*** Block opens ***

//! Skill taxonomy: canonical skill name and the surface forms that map to it.
//!
//! Aliases are written in normalized form (what the tokenizer produces, tokens joined by a
//! single space). Bump `TAXONOMY_VERSION` on any change: skill scores and gap reports shift
//! with coverage.

use std::collections::HashMap;

use once_cell::sync::Lazy;

pub const TAXONOMY_VERSION: &str = "1.0.0";

pub const SKILL_TAXONOMY: &[(&str, &[&str])] = &[
    // Languages
    ("JavaScript", &["javascript", "js", "es6", "ecmascript"]),
    ("TypeScript", &["typescript", "ts"]),
    ("Python", &["python", "python3"]),
    ("Java", &["java"]),
    ("C", &["c"]),
    ("C++", &["c++", "cpp"]),
    ("C#", &["c#", "csharp"]),
    ("Go", &["golang"]),
    ("Rust", &["rust"]),
    ("Ruby", &["ruby"]),
    ("PHP", &["php"]),
    ("Swift", &["swift"]),
    ("Kotlin", &["kotlin"]),
    ("Scala", &["scala"]),
    ("R", &["r"]),
    ("SQL", &["sql"]),
    ("HTML", &["html", "html5"]),
    ("CSS", &["css", "css3"]),
    ("Bash", &["bash", "shell scripting"]),
    ("Dart", &["dart"]),
    // Frontend
    ("React", &["react", "reactjs", "react.js"]),
    ("React Native", &["react native", "react-native"]),
    ("Angular", &["angular", "angularjs"]),
    ("Vue.js", &["vue", "vuejs", "vue.js"]),
    ("Next.js", &["next.js", "nextjs"]),
    ("Svelte", &["svelte"]),
    ("Redux", &["redux"]),
    ("Tailwind CSS", &["tailwind", "tailwindcss", "tailwind css"]),
    ("Flutter", &["flutter"]),
    // Backend
    ("Node.js", &["node.js", "nodejs"]),
    ("Express", &["express.js", "expressjs"]),
    ("Django", &["django"]),
    ("Flask", &["flask"]),
    ("FastAPI", &["fastapi"]),
    ("Spring Boot", &["spring boot", "springboot"]),
    ("Ruby on Rails", &["ruby on rails", "rails"]),
    (".NET", &[".net", "dotnet", "asp.net"]),
    ("GraphQL", &["graphql"]),
    ("REST APIs", &["restful", "rest api", "rest apis", "restful apis"]),
    ("gRPC", &["grpc"]),
    ("Microservices", &["microservices", "microservice"]),
    // Data stores
    ("PostgreSQL", &["postgresql", "postgres"]),
    ("MySQL", &["mysql"]),
    ("MongoDB", &["mongodb", "mongo"]),
    ("Redis", &["redis"]),
    ("Elasticsearch", &["elasticsearch"]),
    ("DynamoDB", &["dynamodb"]),
    ("SQLite", &["sqlite"]),
    ("Cassandra", &["cassandra"]),
    ("Kafka", &["kafka", "apache kafka"]),
    ("RabbitMQ", &["rabbitmq"]),
    // Cloud & infrastructure
    ("AWS", &["aws", "amazon web services"]),
    ("Azure", &["azure", "microsoft azure"]),
    ("GCP", &["gcp", "google cloud", "google cloud platform"]),
    ("Docker", &["docker"]),
    ("Kubernetes", &["kubernetes", "k8s"]),
    ("Terraform", &["terraform"]),
    ("Ansible", &["ansible"]),
    ("Linux", &["linux"]),
    ("Nginx", &["nginx"]),
    ("Serverless", &["serverless", "aws lambda", "lambda"]),
    // Delivery & tooling
    ("Git", &["git", "github", "gitlab"]),
    ("CI/CD", &["ci/cd", "cicd", "continuous integration", "continuous delivery"]),
    ("Jenkins", &["jenkins"]),
    ("GitHub Actions", &["github actions"]),
    ("DevOps", &["devops"]),
    ("Prometheus", &["prometheus"]),
    ("Grafana", &["grafana"]),
    ("Jest", &["jest"]),
    ("Cypress", &["cypress"]),
    ("Selenium", &["selenium"]),
    ("Pytest", &["pytest"]),
    ("Unit Testing", &["unit testing", "unit tests", "tdd", "test-driven development"]),
    // Data & ML
    ("Machine Learning", &["machine learning", "ml"]),
    ("Deep Learning", &["deep learning"]),
    ("NLP", &["nlp", "natural language processing"]),
    ("Computer Vision", &["computer vision"]),
    ("TensorFlow", &["tensorflow"]),
    ("PyTorch", &["pytorch"]),
    ("scikit-learn", &["scikit-learn", "sklearn"]),
    ("Pandas", &["pandas"]),
    ("NumPy", &["numpy"]),
    ("Apache Spark", &["spark", "pyspark", "apache spark"]),
    ("Hadoop", &["hadoop"]),
    ("Airflow", &["airflow", "apache airflow"]),
    ("Data Analysis", &["data analysis", "data analytics"]),
    ("Tableau", &["tableau"]),
    ("Power BI", &["power bi", "powerbi"]),
    ("Excel", &["microsoft excel", "ms excel"]),
    ("LLMs", &["llm", "llms", "large language models"]),
    // Practices
    ("Agile", &["agile", "scrum", "kanban"]),
    ("System Design", &["system design"]),
    ("Distributed Systems", &["distributed systems"]),
    ("Data Structures", &["data structures"]),
    ("Algorithms", &["algorithms"]),
    ("Frontend Development", &["frontend", "front-end", "front end"]),
    ("Backend Development", &["backend", "back-end", "back end"]),
    ("Full Stack Development", &["full stack", "full-stack", "fullstack"]),
    ("UI/UX Design", &["ui/ux", "ux", "ui design", "ux design", "user experience"]),
    ("Figma", &["figma"]),
    ("Project Management", &["project management"]),
    ("Security", &["cybersecurity", "application security", "oauth", "owasp"]),
];

/// Alias index: normalized surface form to canonical name.
pub struct TaxonomyIndex {
    aliases: HashMap<&'static str, &'static str>,
    max_alias_tokens: usize,
}

impl TaxonomyIndex {
    fn build(taxonomy: &'static [(&'static str, &'static [&'static str])]) -> Self {
        let mut aliases = HashMap::new();
        let mut max_alias_tokens = 2;

        for (canonical, surface_forms) in taxonomy {
            for alias in surface_forms.iter() {
                max_alias_tokens = max_alias_tokens.max(alias.split(' ').count());
                aliases.insert(*alias, *canonical);
            }
        }

        Self {
            aliases,
            max_alias_tokens,
        }
    }

    pub fn lookup(&self, surface_form: &str) -> Option<&'static str> {
        self.aliases.get(surface_form).copied()
    }

    /// Longest alias length in tokens; never less than 2 so bigrams are always tried.
    pub fn max_alias_tokens(&self) -> usize {
        self.max_alias_tokens
    }
}

pub static TAXONOMY: Lazy<TaxonomyIndex> = Lazy::new(|| TaxonomyIndex::build(SKILL_TAXONOMY));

*** Block closes ***

Repeat exactly the lines above from the line that contains "self.aliases.get(surface_form).copied()" through the end. Include both of these ends; leave out everything else.

# Completed exercise
        self.aliases.get(surface_form).copied()
    }

    /// Longest alias length in tokens; never less than 2 so bigrams are always tried.
    pub fn max_alias_tokens(&self) -> usize {
        self.max_alias_tokens
    }
}

pub static TAXONOMY: Lazy<TaxonomyIndex> = Lazy::new(|| TaxonomyIndex::build(SKILL_TAXONOMY));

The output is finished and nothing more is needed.